BIG CONGRATULATIONS!


----------



## Jessie's Mom (Mar 23, 2010)

it was a thrill for me to be able to watch him in the ring this past weekend. even though i was 2 full rings away. thank goodness for telephoto lenses! lol my heart was pounding so hard, my body was rocking. he is certainly in his element at a show. but once out of there, he is our lovable, intelligent, crazy puppy who we love to pieces. 

:whoo:


----------



## Manxcat (May 6, 2013)

WOW! Well done all of you!!!


----------



## katbrat (May 8, 2011)

LOVE the last picture! Jameson the Rock Star!


----------



## Specman (Jun 14, 2012)

Very beautiful dog!!


----------



## DreamAgility (Sep 2, 2013)

Congratulations! He is very handsome and looks very pleased with himself! I need your groomer!


----------



## Indiana (Sep 11, 2011)

He's lovely! Love his tail when he's running, he's got that attitude


----------



## Janice H (Mar 13, 2013)

Congratulations! Keep us posted on his future accomplishments.


----------



## ArreauStandardPoodle (Sep 1, 2009)

We will post his win photos as they arrive. Thank you all very much. This boy amazes me. He has so much spirit and elegance for such a kid. I think he has a big future ahead of him.


----------



## MollyMuiMa (Oct 13, 2012)

Astonishingly GORGEOUS! Looks like his road to Champion will be quite short!!! CONGRATULATIONS!!!!!!


----------



## ArreauStandardPoodle (Sep 1, 2009)

We hope so! His handler is pretty confident it will be too. Thanks.


----------



## pandj (Jun 12, 2013)

He is so stunning...every time I see a picture of him I am blown away again ! 

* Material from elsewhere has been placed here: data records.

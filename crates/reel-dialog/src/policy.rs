use tracing::debug;

use reel_core::config::PolicyConfig;
use reel_core::{DecisionKind, SignalKind, Slot, SystemDecision, DONTCARE};
use reel_domain::{
    first_unfilled_system_slot, Constraints, DomainAdapter, MovieRecord, QueryResult,
    RECORD_SLOTS,
};

use crate::belief::BeliefState;
use crate::phase::DialogPhase;

/// Chooses one system decision per turn from the belief state.
///
/// The decision procedure is ordered: generic signals short-circuit,
/// then a pending yes/no question is resolved, then indifference to the
/// slot just asked about is folded in, and only then does the phase
/// route to a handler. Handlers may write back to the belief state
/// (resolving the specific/suggestion question, un-pinning a rejected
/// entity) but every turn still ends in exactly one decision.
pub struct DialogPolicy {
    config: PolicyConfig,
}

impl DialogPolicy {
    pub fn new(config: PolicyConfig) -> Self {
        DialogPolicy { config }
    }

    pub fn choose(&self, state: &mut BeliefState, adapter: &dyn DomainAdapter) -> SystemDecision {
        if let Some(decision) = self.generic_guard(state) {
            return decision;
        }
        if let Some(decision) = self.resolve_pending_question(state) {
            return decision;
        }
        self.apply_indifference(state);

        let phase = DialogPhase::derive(state);
        debug!(%phase, num_matches = state.num_matches, "phase derived");

        match phase {
            DialogPhase::Start => SystemDecision::new(DecisionKind::Welcome),
            DialogPhase::Ended => SystemDecision::new(DecisionKind::Bye),
            DialogPhase::Answering => self.answer_request(state, adapter),
            DialogPhase::BrowsingAlternatives => self.browse_alternatives(state, adapter),
            DialogPhase::Confirming => {
                // The yes/no question was folded into the control slot
                // above; route on the answer.
                if state.looking_for_specific() == Some(false) {
                    self.recommend(state, adapter)
                } else {
                    self.find_specific(state, adapter)
                }
            }
            DialogPhase::Offering => self.recommend(state, adapter),
            DialogPhase::Collecting | DialogPhase::Disambiguating => {
                self.find_specific(state, adapter)
            }
        }
    }

    // ---- step 1: generic signals ----

    fn generic_guard(&self, state: &BeliefState) -> Option<SystemDecision> {
        if state.is_first_turn() && state.signal_kinds.is_empty() {
            return Some(SystemDecision::new(DecisionKind::Welcome));
        }
        if state.has_signal(SignalKind::Bad) {
            return Some(SystemDecision::new(DecisionKind::Bad));
        }
        if state.has_signal(SignalKind::Bye) {
            return Some(SystemDecision::new(DecisionKind::Bye));
        }
        if state.only_signal(SignalKind::Thanks) {
            return Some(SystemDecision::new(DecisionKind::RequestMore));
        }
        if state.only_signal(SignalKind::Hello) || state.only_signal(SignalKind::Help) {
            return Some(SystemDecision::new(DecisionKind::Help));
        }
        None
    }

    // ---- step 2: pending yes/no question ----

    fn resolve_pending_question(&self, state: &mut BeliefState) -> Option<SystemDecision> {
        let pending = state.last_question()?.clone();
        match pending.kind {
            DecisionKind::RequestMore => {
                if state.has_signal(SignalKind::Deny) {
                    return Some(SystemDecision::new(DecisionKind::Bye));
                }
                if state.only_signal(SignalKind::Affirm) {
                    // "Yes, something else" with no content yet: start over.
                    return Some(SystemDecision::new(DecisionKind::Welcome));
                }
                None
            }
            DecisionKind::Confirm
                if pending.slot_values.contains_key(&Slot::LookingForSpecific) =>
            {
                if state.has_signal(SignalKind::Deny) {
                    state.set_looking_for_specific(false);
                    None
                } else if state.has_signal(SignalKind::Affirm) {
                    state.set_looking_for_specific(true);
                    None
                } else if self.has_content_signal(state) {
                    // The user ignored the question and kept constraining;
                    // leave it open and handle the new content.
                    None
                } else {
                    Some(SystemDecision::new(DecisionKind::Bad))
                }
            }
            _ => None,
        }
    }

    fn has_content_signal(&self, state: &BeliefState) -> bool {
        [
            SignalKind::Inform,
            SignalKind::NegativeInform,
            SignalKind::Request,
            SignalKind::RequestAlternatives,
        ]
        .iter()
        .any(|&kind| state.has_signal(kind))
    }

    // ---- step 3: indifference toward the slot just asked about ----

    fn apply_indifference(&self, state: &mut BeliefState) {
        let requested = state
            .last_question()
            .filter(|q| q.kind == DecisionKind::Request)
            .and_then(|q| q.slot_values.keys().next().copied());
        if let Some(slot) = requested {
            let indifferent = state
                .informs
                .get(&slot)
                .is_some_and(|values| values.contains_key(DONTCARE));
            if indifferent {
                // Collapse the slot to the sentinel and stop treating the
                // dialog as a hunt for one specific title.
                state.set_inform(slot, DONTCARE, 1.0);
                state.set_looking_for_specific(false);
                debug!(%slot, "user is indifferent to requested slot");
            }
        }
    }

    // ---- step 4a: answer a field request ----

    fn answer_request(&self, state: &BeliefState, adapter: &dyn DomainAdapter) -> SystemDecision {
        let mut constraints = state.constraints();
        if !constraints.contains(Slot::PRIMARY_KEY) {
            if let Some(id) = state.last_shown_id() {
                constraints.insert(Slot::PRIMARY_KEY, id, 1.0);
            }
        }

        let result = adapter.query(&constraints);
        match result.total {
            0 => SystemDecision::new(DecisionKind::NothingFound),
            1 => self.answer_from_record(state, &result.results[0]),
            n if n <= self.config.max_list_size => self.short_list(&result),
            _ => self.narrow_or_list(state, &result),
        }
    }

    fn answer_from_record(&self, state: &BeliefState, record: &MovieRecord) -> SystemDecision {
        let mut decision = SystemDecision::new(DecisionKind::InformByName);
        let mut answered = false;
        for &slot in state.requests.keys() {
            let values = record.field(slot);
            if values.is_empty() {
                continue;
            }
            answered = true;
            for value in values {
                decision.add_value(slot, value);
            }
        }
        if !answered {
            // The record exists but carries nothing for the requested
            // fields.
            let mut decision = SystemDecision::new(DecisionKind::NothingFound);
            for &slot in state.requests.keys() {
                decision.add_slot(slot);
            }
            return decision;
        }
        if !decision.slot_values.contains_key(&Slot::PRIMARY_KEY) {
            decision.add_value(Slot::PRIMARY_KEY, &record.id);
        }
        decision
    }

    // ---- step 4b: the user rejected an offer ----

    fn browse_alternatives(
        &self,
        state: &mut BeliefState,
        adapter: &dyn DomainAdapter,
    ) -> SystemDecision {
        state.informs.remove(&Slot::PRIMARY_KEY);
        state.set_looking_for_specific(false);

        let constraints = state.constraints();
        if constraints.len() < self.config.min_constraints {
            // Too little to go on for a meaningful "something else".
            return SystemDecision::new(DecisionKind::Bad);
        }

        let shown = state.shown_ids();
        let result = adapter.query(&constraints);
        for record in &result.results {
            if !shown.contains(&record.id) {
                return self.full_record(DecisionKind::InformByAlternatives, record);
            }
        }
        SystemDecision::new(DecisionKind::NothingFound)
    }

    // ---- step 4c: suggest something ----

    fn recommend(&self, state: &BeliefState, adapter: &dyn DomainAdapter) -> SystemDecision {
        let result = adapter.query(&state.constraints());
        match result.results.first() {
            Some(record) => self.full_record(DecisionKind::ShowRecommendation, record),
            None => SystemDecision::new(DecisionKind::NothingFound),
        }
    }

    // ---- step 4d: hunt for one specific title ----

    fn find_specific(&self, state: &BeliefState, adapter: &dyn DomainAdapter) -> SystemDecision {
        let constraints = state.constraints();
        let result = adapter.query(&constraints);
        match result.total {
            0 => SystemDecision::new(DecisionKind::NothingFound),
            1 => self.full_record(DecisionKind::InformByName, &result.results[0]),
            n if n <= self.config.max_list_size => self.short_list(&result),
            _ => {
                let sparse = constraints.len() < self.config.min_constraints;
                if sparse && state.looking_for_specific().is_none() {
                    self.confirm_specific(&constraints)
                } else {
                    self.narrow_or_list(state, &result)
                }
            }
        }
    }

    /// Asks whether the user wants one particular title or just a
    /// suggestion, echoing the constraints gathered so far.
    fn confirm_specific(&self, constraints: &Constraints) -> SystemDecision {
        let mut decision =
            SystemDecision::new(DecisionKind::Confirm).with_slot(Slot::LookingForSpecific);
        for (slot, values) in constraints.iter() {
            for value in values.keys() {
                decision.add_value(slot, value);
            }
        }
        decision
    }

    /// Too many matches: ask for the first open system-requestable slot
    /// if that can still split the set, otherwise show a capped list.
    fn narrow_or_list(&self, state: &BeliefState, result: &QueryResult) -> SystemDecision {
        if state.discriminable {
            if let Some(slot) = first_unfilled_system_slot(&state.informs) {
                return SystemDecision::new(DecisionKind::Request).with_slot(slot);
            }
        }
        self.capped_list(result)
    }

    // ---- decision builders ----

    fn full_record(&self, kind: DecisionKind, record: &MovieRecord) -> SystemDecision {
        let mut decision = SystemDecision::new(kind);
        for &slot in RECORD_SLOTS {
            for value in record.field(slot) {
                decision.add_value(slot, value);
            }
        }
        decision
    }

    fn short_list(&self, result: &QueryResult) -> SystemDecision {
        let mut decision = SystemDecision::new(DecisionKind::InformByAlternatives);
        for record in &result.results {
            decision.add_value(Slot::Title, &record.title);
            decision.add_value(Slot::PRIMARY_KEY, &record.id);
        }
        decision
    }

    fn capped_list(&self, result: &QueryResult) -> SystemDecision {
        let mut decision = SystemDecision::new(DecisionKind::InformByAlternatives);
        for record in result.results.iter().take(self.config.max_list_size) {
            decision.add_value(Slot::Title, &record.title);
            decision.add_value(Slot::PRIMARY_KEY, &record.id);
        }
        decision.add_value(Slot::MatchCount, result.total.to_string());
        decision
    }
}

Sent from Petguide.com Free App


----------



## Dallasminis (Feb 6, 2011)

Oh COURSE he did good....! He continues to amaze with with all of his feats at such a tender age!


----------



## outwest (May 1, 2011)

I was like, "What's he standing on???!" Oh, snow. I thought it was that foam stuff for beds. LOL He looks terrific. You must be so proud.  Your handler does a fabulous job on the coat, too. 

I predict he will be finished before he's a year. I hope so anyway! That period between 12-18 months is hard unless they are hair monsters.


----------



## ArreauStandardPoodle (Sep 1, 2009)

What a lovely way to begin the year. We just got confirmation that Jameson's major was a four pointer, not a three as we had thought. Apparently he beat a special which gave him an extra point. Do you think I am happy? Almost halfway after two weekends out!!


----------



## poolann (Jan 31, 2013)

Wonderful! He is a gorgeous boy

Sent from Petguide.com Free App


----------



## MollyMuiMa (Oct 13, 2012)

WAHOO!!!! Good news!


----------



## plr (Oct 20, 2012)

Wonderful news!! He is such a lovely boy. Looking forward to more show news on him.


----------



## ArreauStandardPoodle (Sep 1, 2009)

He is going to be a very busy boy this month. Will keep you updated if the wins happen for sure, as well as post photos. Thank everyone. This guy obviously has us pretty excited!!


----------



## schpeckie (Jun 29, 2010)

Jameson is simply remarkable! He is one beautiful boy! Congratulations & Big Hugs to Him!

Sylvia & the Girls!


----------